The Beginner’s Guide to Making a Website

Are you planning on making a website? It’s a good time to move your business online. Your competitors are probably already making a home for themselves on the internet, schmoozing buyers, dazzling casual browsers, gaining followers, and more importantly, making sales.

With buyers moving online (20% rise in global site traffic since March, according to HubSpot), having a website has become mandatory for every business that wants to stay competitive. But how do you go about making a reliable, effective website? How do you get the best website possible with your limited resources?

We’ve put together a list of answers to the questions we get asked the most concerning website building and maintenance. It’s a bushy subject, with a lot of ground to cover, so let’s get started.

What makes a good website?

We’ve written more on the subject of effective websites in a previous article, where we identified 5 core principles that make a website a “good website”. However, I think it’s a good time to expand on the idea of your website focusing on satisfying your target customer’s needs rather than your own visual preferences.

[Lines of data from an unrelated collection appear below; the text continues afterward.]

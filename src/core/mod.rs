//! Foundational and often-reused types.

pub(crate) mod bucket;
pub(crate) mod config;
pub(crate) mod error;
pub(crate) mod id;
pub(crate) mod range;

This is something we see a lot: business owners making website functionality or design decisions based on what they personally like, copying 100% what the competition is doing, or going with what’s cheapest irrespective of what their visitors expect to see. These approaches rarely work and will cost you in the long run.

Users expect the info they want. If you disappoint them, they’ll forget about you, and go to your competitors. 

Instead, why not get to know your ideal clients, and build your website to accommodate their needs?

The basics of making a website that works

  • Keep it simple – gimmicks are fine, but only after you’ve got the basics right.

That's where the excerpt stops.